Bildungsarbeit und Besinnung auf Europa

Deutscher Evangelischer Frauenbund Bayern
28.06.2016, 17:51 Uhr

Inge Gehlert zur Landesvorsitzenden des Deutschen Evangelischen Frauenbunds gewählt

München, 28. Juni 2016 - Der Deutsche Evangelische Frauenbund Landesverband Bayern e. V. (DEF) wählte auf seiner Landesverbandstagung in Neuendettelsau einen neuen Vorstand. Neue Landesvorsitzende ist Inge Gehlert aus Aschaffenburg, die bis vergangenen Herbst auch dem Gesamtverband des DEF vorstand. Ihre Stellvertreterin ist Dietlinde Kunad aus Nürnberg/Bad Reichenhall, die bisherige Landesvorsitzende. Sie verzichtete auf eine erneute Kandidatur, da sie zur Bundesvorsitzenden gewählt worden war. Dem Vorstand gehören auch Elisabeth Strauß, die Vorsitzende des DEF Nördlingen, Marianne Jauernig-Revier aus dem Evangelischen Frauenbund Schweinfurt sowie Karin Wappmann, Vorsitzende des Ortsverbands Vohenstrauß, an.
Schwerpunkt der Verbandsarbeit bleibt die Bildungsarbeit mit dem Ziel, das Vertrauen der Frauen in ihre eigene Stärke zu fördern und sie in ihrer ehrenamtlichen Arbeit zu unterstützen.
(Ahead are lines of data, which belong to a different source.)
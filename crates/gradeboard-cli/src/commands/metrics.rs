//! The `gradeboard metrics` command.

use std::path::PathBuf;

use anyhow::Result;
use comfy_table::{Cell, Table};
use serde::Serialize;

use gradeboard_core::statistics::{compute_metrics, highlights, Highlights, ModelMetrics};

use super::Session;

#[derive(Serialize)]
struct MetricsOutput {
    models: Vec<ModelMetrics>,
    highlights: Option<Highlights>,
}

pub async fn execute(config_path: Option<PathBuf>, format: String) -> Result<()> {
    let session = Session::open(config_path.as_deref()).await?;
    let ledger = session.engine.snapshot();
    let metrics = compute_metrics(&ledger, session.engine.corpus());
    let leaders = highlights(&metrics);

    match format.as_str() {
        "json" => {
            let output = MetricsOutput {
                models: metrics,
                highlights: leaders,
            };
            println!("{}", serde_json::to_string_pretty(&output)?);
        }
        "text" => print_table(&metrics, leaders.as_ref()),
        other => anyhow::bail!("unknown format: {other} (expected text or json)"),
    }

    Ok(())
}

fn print_table(metrics: &[ModelMetrics], leaders: Option<&Highlights>) {
    if metrics.is_empty() {
        println!("No models in corpus.");
        return;
    }

    let mut table = Table::new();
    table.set_header(vec![
        "Model",
        "Composite",
        "Truthfulness %",
        "Hallucination %",
        "Groundedness %",
        "Abstention %",
        "Graded",
    ]);

    for m in metrics {
        let graded = m.counts.correct + m.counts.partial + m.counts.wrong;
        table.add_row(vec![
            Cell::new(&m.model),
            Cell::new(format!("{:.1}", m.composite)),
            Cell::new(format!("{:.1}", m.truthfulness)),
            Cell::new(format!("{:.1}", m.hallucination)),
            Cell::new(format!("{:.1}", m.groundedness)),
            Cell::new(format!("{:.1}", m.abstention)),
            Cell::new(format!("{graded}/{}", m.counts.total)),
        ]);
    }

    println!("{table}");

    if let Some(h) = leaders {
        println!("\nMost reliable: {}", h.top_composite);
        println!("Most truthful: {}", h.top_truthfulness);
        println!("Most hallucinations: {}", h.top_hallucination);
    }
}
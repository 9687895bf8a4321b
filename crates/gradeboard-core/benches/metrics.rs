use indexmap::IndexMap;

use criterion::{black_box, criterion_group, criterion_main, Criterion};

use gradeboard_core::attribution::{apply_grade, GradeChange};
use gradeboard_core::corpus::{Batch, Corpus};
use gradeboard_core::model::{Grade, Ledger};
use gradeboard_core::statistics::{compute_metrics, compute_progress};

fn make_corpus(batches: u32, questions: usize, models: usize) -> Corpus {
    let names: Vec<String> = (0..models).map(|m| format!("model-{m}")).collect();
    Corpus::new(
        (1..=batches)
            .map(|batch_id| Batch {
                batch_id,
                questions: (0..questions).map(|q| format!("question {q}")).collect(),
                model_answers: names
                    .iter()
                    .map(|n| (n.clone(), vec!["answer".to_string(); questions]))
                    .collect::<IndexMap<_, _>>(),
            })
            .collect(),
    )
}

fn make_ledger(corpus: &Corpus) -> Ledger {
    let mut ledger = Ledger::default();
    for (i, (batch, question)) in corpus.questions().enumerate() {
        for (j, model) in corpus.models().iter().enumerate() {
            let grade = Grade::ALL[(i + j) % Grade::ALL.len()];
            let change = GradeChange::set(batch.batch_id, question, model, grade);
            let (next, _) = apply_grade(&ledger, corpus, &change, Some("bench")).unwrap();
            ledger = next;
        }
    }
    ledger
}

fn bench_metrics(c: &mut Criterion) {
    let mut group = c.benchmark_group("metrics");

    let small = make_corpus(3, 20, 4);
    let small_ledger = make_ledger(&small);
    group.bench_function("3x20x4", |b| {
        b.iter(|| compute_metrics(black_box(&small_ledger), black_box(&small)))
    });

    let large = make_corpus(10, 50, 8);
    let large_ledger = make_ledger(&large);
    group.bench_function("10x50x8", |b| {
        b.iter(|| compute_metrics(black_box(&large_ledger), black_box(&large)))
    });

    group.bench_function("progress 10x50x8", |b| {
        b.iter(|| compute_progress(black_box(&large_ledger), black_box(&large)))
    });

    group.finish();
}

fn bench_apply_grade(c: &mut Criterion) {
    let corpus = make_corpus(10, 50, 8);
    let ledger = make_ledger(&corpus);
    let change = GradeChange::set(5, 25, "model-3", Grade::Wrong);

    c.bench_function("apply_grade reassign", |b| {
        b.iter(|| apply_grade(black_box(&ledger), &corpus, &change, Some("other")))
    });
}

criterion_group!(benches, bench_metrics, bench_apply_grade);
criterion_main!(benches);
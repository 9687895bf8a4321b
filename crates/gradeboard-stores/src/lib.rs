//! gradeboard-stores: Ledger store backends.
//!
//! Implements the `LedgerStore` trait for a local JSON file, a REST
//! key-value service, and an in-memory double, plus the configuration
//! that selects between them.

pub mod config;
pub mod file;
pub mod memory;
pub mod rest_kv;

pub use config::{
    create_store, load_config_from, GradeboardConfig, StoreConfig, SyncSettings,
};
pub use gradeboard_core::error::StoreError;
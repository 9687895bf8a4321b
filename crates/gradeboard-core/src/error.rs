//! Error types for the grading core.
//!
//! Store errors are defined here rather than in `gradeboard-stores` so the
//! sync engine can classify failures without string matching.

use thiserror::Error;

use crate::model::{BatchId, QuestionIndex};

/// A grade mutation was rejected before touching the ledger.
#[derive(Debug, Clone, PartialEq, Eq, Error)]
pub enum GradeError {
    /// No reviewer identity was supplied with the change.
    #[error("a reviewer name is required before grading")]
    MissingReviewer,

    /// The slot does not exist in the question/answer corpus.
    #[error("no such slot in corpus: batch {batch}, question {question}, model '{model}'")]
    UnknownSlot {
        batch: BatchId,
        question: QuestionIndex,
        model: String,
    },
}

/// An administrative operation was refused.
#[derive(Debug, Clone, PartialEq, Eq, Error)]
pub enum AdminError {
    /// The supplied PIN does not match, or no PIN is configured.
    #[error("invalid admin PIN")]
    InvalidPin,
}

/// The fetched document could not be interpreted as a ledger.
#[derive(Debug, Error)]
pub enum LedgerError {
    #[error("malformed ledger document: {0}")]
    Malformed(String),
}

/// Errors that can occur when talking to a ledger store backend.
#[derive(Debug, Error)]
pub enum StoreError {
    /// The backend could not be reached (filesystem or network failure).
    #[error("store unavailable: {0}")]
    Unavailable(String),

    /// The backend answered with a non-success HTTP status.
    #[error("store error (HTTP {status}): {message}")]
    Http { status: u16, message: String },

    /// The request timed out.
    #[error("store request timed out after {0}s")]
    Timeout(u64),

    /// The backend returned something that is not a JSON document.
    #[error("malformed store response: {0}")]
    Malformed(String),
}

impl StoreError {
    /// Returns `true` if the failure is worth retrying on the next cycle.
    pub fn is_transient(&self) -> bool {
        match self {
            StoreError::Unavailable(_) | StoreError::Timeout(_) => true,
            StoreError::Http { status, .. } => *status == 429 || *status >= 500,
            StoreError::Malformed(_) => false,
        }
    }
}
Eine besondere Stärke des DEF ist die Medienarbeit, bei der Frauen sich mit den Neuen Medien in der Praxis aber auch in ihrer Bedeutung für unsere Gesellschaft kritisch auseinandersetzen. Auch der Umweltschutz und die Verbraucherbildung mit hauswirtschaftlicher Expertise spielen weiter eine große Rolle.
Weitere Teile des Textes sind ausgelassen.